Harvard Business Online
How GM's Chairman Aims to Please
Lee Iacocca did it. Dieter Zetsche of Daimler Chrysler tried it. Now Ed Whitacre, General Motors' new chairman, has become his company's television advertising spokesperson.
There are five reasons why this campaign makes sense (and three big reasons why it doesn't!). First the positives. By being the frontman, Whitacre is:
Taking charge. GM is now largely owned by taxpayers. GM advertising is being paid for by you and me. Whitacre was appointed by the government. The ad shows he's not in hiding. He's stepping up to take responsibility.
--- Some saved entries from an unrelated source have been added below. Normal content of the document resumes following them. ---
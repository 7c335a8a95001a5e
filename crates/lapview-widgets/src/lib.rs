//! iced widgets for lapview
//!
//! The boxplot engine in `lapview-core` never touches a GUI toolkit: it
//! records each frame into a [`DrawList`](lapview_core::render::DrawList).
//! This crate replays that list onto an iced canvas and feeds iced mouse
//! events back to the engine as pointer input.
//!
//! ## Architecture (iced 0.14 patterns)
//!
//! - **State**: owned by the application (`ChartSession` + the recorded `DrawList`)
//! - **View functions**: take state + callbacks, return `Element<Message>`
//! - **Canvas Programs**: replay draw instructions and translate events into callbacks
//!
//! ## View Functions
//!
//! - `boxplot_chart`: the full chart (gutter, plot, footer) with pan, zoom and hover

pub mod chart;

pub use chart::{boxplot_chart, to_color, ChartCanvas, ChartGeometry};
Boosting internal morale. The boss is on the front line, pushing the product with passion and energy. Whitacre's plain speaking style probably goes over well with dealers and salespeople on showroom floors. Indeed, the ads are shot in dealer showrooms.
Rebuilding consumer trust. Whitacre is trying to rebuild trust in GM and persuade disillusioned consumers to once again consider GM products and visit GM dealerships. "Put us up against anyone" he says, and "may the best car win."
Offering assurance. To persuade consumers to reconsider GM cars, Whitacre announces a 60 day money-back satisfaction guarantee. This recalls the extra warranties Iacocca touted when Chrysler was last bailed out by the government. In tough times, many consumers are risk averse and welcome satisfaction guarantees and warranties.
Providing a brand umbrella. These GM corporate ads efficiently highlight the four brands—Chevrolet, Cadillac, Buick and GMC—that remain a part of the slimmed-down GM. (How well the Whitacre corporate ads dovetail with brand specific advertising remains to be seen.)
Now for the three problems:
What guarantee? The fine print sets a 4,000 mile limit, the car can't have more than $200 in damage (as assessed by GM), title and registration fees aren't refundable, and you can only return it between 31 and 60 days after purchase. Turns out GM is giving its dealers an extra $500 on each car sold if the buyer waives the satisfaction guarantee. If GM's average vehicle profit is $2500, the $500 waiver bonus suggests GM believes 20% of cars sold might be returned. Not exactly a vote of confidence in the product or the guarantee.
Where's the product? As Whitacre walks the showroom floor, new GM products appear only incidentally in the background. These corporate ads have to be complemented now—not later—with substantial brand- and product-specific advertising.
Who's the hero? Not the product, but Whitacre. He is the focus of the ads. Whitacre is likable and energetic, but he's a big guy wearing a suit. Can he connect with the average consumer, female or male? Can he champion small car design? Given the current public antipathy towards business, using the hero chairman as the company spokesperson seems out of sync with the times.
In Ford's latest ads, the chairman is nowhere to be seen. Riding a wave of good reviews for the Fusion and Focus, Ford is concentrating on generating test drives at dealerships. Supplementing its "Drive One" campaign, emphasizing safety and durability, Ford is now airing 15 second TV ads with new-owner testimonials and giving dealers $20 per test drive to donate to local schools.
While GM has made great strides to get its act together, rationalizing a bloated brand portfolio and cutting the number of models from 48 to 34, the company plans to launch 25 new models between now and 2011. Let's hope that Ed Whitacre can prevent a return to unproductive bloat in the product line, as well as star in taxpayer-funded ads.